For the second consecutive winter, there will be no commercial shrimp fishing allowed in the Gulf of Maine.
The decision to enact another moratorium on the fishery – which two years ago had an active fleet of about 150 boats, of which about 120 were Maine-based – was made Wednesday during an Atlantic States Marine Fisheries Commission meeting in Portland.
In a prepared statement, the interstate commission said the decision to keep the fishery closed was made after the 2014 stock status report indicated that the current fishable biomass in the gulf is the “lowest on record.”
The number of young shrimp in the gulf is believed to have increased in the past year, but those shrimp won’t reach legal harvestable size until 2017.
“The [commission’s] Northern Shrimp Technical Committee considers the stock to have collapsed with little prospect of recovery in the immediate future,” commission officials wrote in the statement.
They added that regulators did approve a 25-metric-ton research quota to maintain data collection for assessment and management purposes, which is just over 55,000 pounds.
Increasing water temperatures in the gulf, a decrease in phytoplankton, which shrimp eat, and a rise in predatory populations, such as dogfish, redfish and silver hake, are among the reasons suspected in the decline of the gulf’s shrimp population.
Commission officials cited similar reasons last December, when they decided to not to open the winter fishery for the first time in 35 years.

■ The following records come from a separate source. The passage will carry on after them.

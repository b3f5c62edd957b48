use std::path::PathBuf;

use clap::{Parser, Subcommand, ValueEnum};

#[derive(Parser, Debug)]
#[command(name = "visionport", version, about = "Single-image ONNX classifier")]
pub struct Cli {
    #[command(subcommand)]
    pub command: Command,
}

#[derive(Subcommand, Debug)]
pub enum Command {
    /// Compile the model, classify one image and print the ranked classes
    Classify {
        /// Path to ONNX model file
        #[arg(long, default_value = "models/resnet50.onnx")]
        model: PathBuf,

        /// Image to classify
        #[arg(long, default_value = "images/turkish_coffee.jpg")]
        image: PathBuf,

        /// Class names, one per line
        #[arg(long, default_value = "models/imagenet_classes.txt")]
        labels: PathBuf,

        /// Name of the graph input to bind the image to
        #[arg(long, default_value = "input_tensor:0")]
        input_name: String,

        /// Fixed input shape, NxCxHxW
        #[arg(long, default_value = "1x3x224x224")]
        shape: String,

        /// Device for inference (cpu or cuda:N)
        #[arg(long, default_value = "cpu")]
        device: String,

        /// Arithmetic precision
        #[arg(long, value_enum, default_value_t = PrecisionArg::Auto)]
        precision: PrecisionArg,

        /// Build workspace in MiB
        #[arg(long, default_value_t = 1024)]
        workspace_mb: usize,

        /// Log level (RUST_LOG)
        #[arg(long, default_value = "info")]
        log: String,

        /// Severity threshold for the inference runtime's own diagnostics
        #[arg(long, default_value = "error")]
        runtime_log: String,
    },
}

#[derive(Clone, Copy, Debug, PartialEq, Eq, ValueEnum)]
pub enum PrecisionArg {
    /// fp16 when the device has fast half-precision
    Auto,
    /// Always fp32
    Full,
}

“Northern shrimp stocks in other areas of the world (Greenland, Flemish Cap, Grand Banks) have also seen decreasing trends in abundance and recruitment, providing additional evidence that environmental conditions are impacting northern shrimp across their range,” commission officials wrote in the release.
Annual landings in the Gulf of Maine shrimp fishery, which has included boats from Maine, Massachusetts and New Hampshire, have fluctuated dramatically over the past 50 years, according to statistics compiled by Maine Department of Marine Resources.
Maine fishermen caught only 125 pounds of northern shrimp in the gulf in 1978, but since then annual landings in the state rose to nearly 18 million pounds in the mid-1990s, then sank below 1 million pounds in 2002, and then rose again to more than 12 million pounds in 2010. The average statewide price was only 10 cents per pound in 1978 but by 2012 it had risen to 95 cents per pound, DMR statistics indicate.
In three of the four years leading up to the moratorium this past winter, catch totals in the fishery exceeded limits that the commission had sought to impose, even though the fishery was closed down earlier than expected in 2010, 2011 and 2012.
In 2010, shrimp fishermen from the three states harvested more than 13 million pounds, even though federal regulators had set a limit of roughly 10.8 million pounds.
In 2011 the limit was reduced to 8.8 million, but still shrimpers brought about 13 million pounds ashore before it was all added up.
In 2012, regulators limited the total season catch to 4.9 million pounds but that limit also was overrun, by as much as 1 million pounds, officials have said.
In 2013, the most recent year the fishery was open, Maine fishermen caught only 563,000 pounds of shrimp in the gulf. The season was not shut down early in 2013 because fishermen in the three states were not able to catch enough shrimp to reach the season quota of nearly 1.4 million pounds.